When Married, Always List Spouse on Forms

Once a couple is married, if a question is asked about marital status, it must be answered accurately. This applies to all forms, including immigration and tax forms. This rule holds true even if the marriage documentation, such as registration, is not yet complete. In some countries, including India, registration is a separate step completed by a couple following the wedding ceremony. However, the registration of the marriage is merely a formality, and the marriage registration will actually reflect the date on which the ceremony occurred.

Sometimes one may choose not to mention his/her spouse, not wanting to include them for some reason. If the question is asking simply for data, then it needs to be accurately provided. “List your spouse, if any,” is not asking the same thing as, “Do you wish to include your spouse, if any.” One’s spouse MUST be listed, even if s/he is abroad or if there are marital difficulties. This is so particularly as most legal forms, whether for immigration or tax purposes, are signed under penalty of perjury. It is a federal criminal offense to misrepresent information on any such forms.

One generally is not excused because s/he did not read the form or for misunderstanding it. Failure to provide accurate information is ground for termination of immigration benefits or may result in a denial of the requested benefit. If there is anything that is not clear, it is best to seek qualified legal advice.

Important for Tax Returns to Accurately Reflect Marital Status

In keeping with the above, it seems to be common for the tax returns of married applicants to list the marital status as single. This type of misrepresentation on tax returns is often the result of misunderstanding or the mistaken belief that, if the spouse is not in the United States, has not worked, or does not have a social security number, the form cannot be filed as married. Listing one’s marital status incorrectly can have severe adverse consequences. Often copies of tax returns are required by the USCIS. For example, the petitioning spouse in a marriage-based case must usually provide tax returns, W-2s, and pay stubs with the affidavit of support. These documents may also be required as part of an employment-based I-140 filing or RFE response.

It is especially detrimental in a marriage-based case to provide any documents that incorrectly list the petitioner’s status as single, because the entire basis of the immigration case rests on the ability to provide evidence of the validity of the marriage. Even though the validity of the marriage traditionally comes under less scrutiny in employment-based cases than in marriage-based cases, the USCIS is permitted to request proof that the marriage is bona fide even in employment-based cases. Typical proof includes jointly-filed tax returns, or at least a tax return identifying the filer as married. This seemingly minor error of indicating one’s marital status as single may result in a denial of the marriage-based case, or the derivative spouse’s application. At the very least, it creates delays and problems.

It should also be noted that similar difficulties arise when a tax filer claims to be a “head of household” while married. This category has a specific meaning in terms of the state of the marriage, which may conflict with claims made in a marriage-based case. The USCIS is mindful of the meaning of this filing status, and it creates significant problems if a couple is seeking a marriage-based immigration benefit while filing taxes in a manner that may conflict. Again, not understanding certain terms on the forms is not an excuse for checking off the wrong box.

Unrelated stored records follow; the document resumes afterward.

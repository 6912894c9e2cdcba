pub mod alu;
pub mod dest;
pub mod inst;
pub mod jump;
pub mod symbol;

Tax issues such as these arise in nonimmigrant, green card, and naturalization cases. Improper tax filings call into question the bona fide nature of a marriage, the ongoing marital union of the parties, and give rise to possible matters of noncompliance and/or underpayment of taxes. Noncompliance with U.S. tax laws can result in significant financial and legal penalties, in addition to immigration problems. It is, therefore, critical that all tax returns and other documents correctly reflect one’s marital status. This is important not only to safeguard the immigration case, but also to prevent potential trouble with the Internal Revenue Service (IRS).

One who is unsure of the proper tax filing status to select is advised to consult with a qualified tax professional. We emphasize the need for qualified, reputable tax advice, as there are unscrupulous tax preparers who seek to prey on the immigrant population. We also emphasize the need to properly and accurately respond to any questions from the tax professional. One should ask for clarification if unsure of the proper response.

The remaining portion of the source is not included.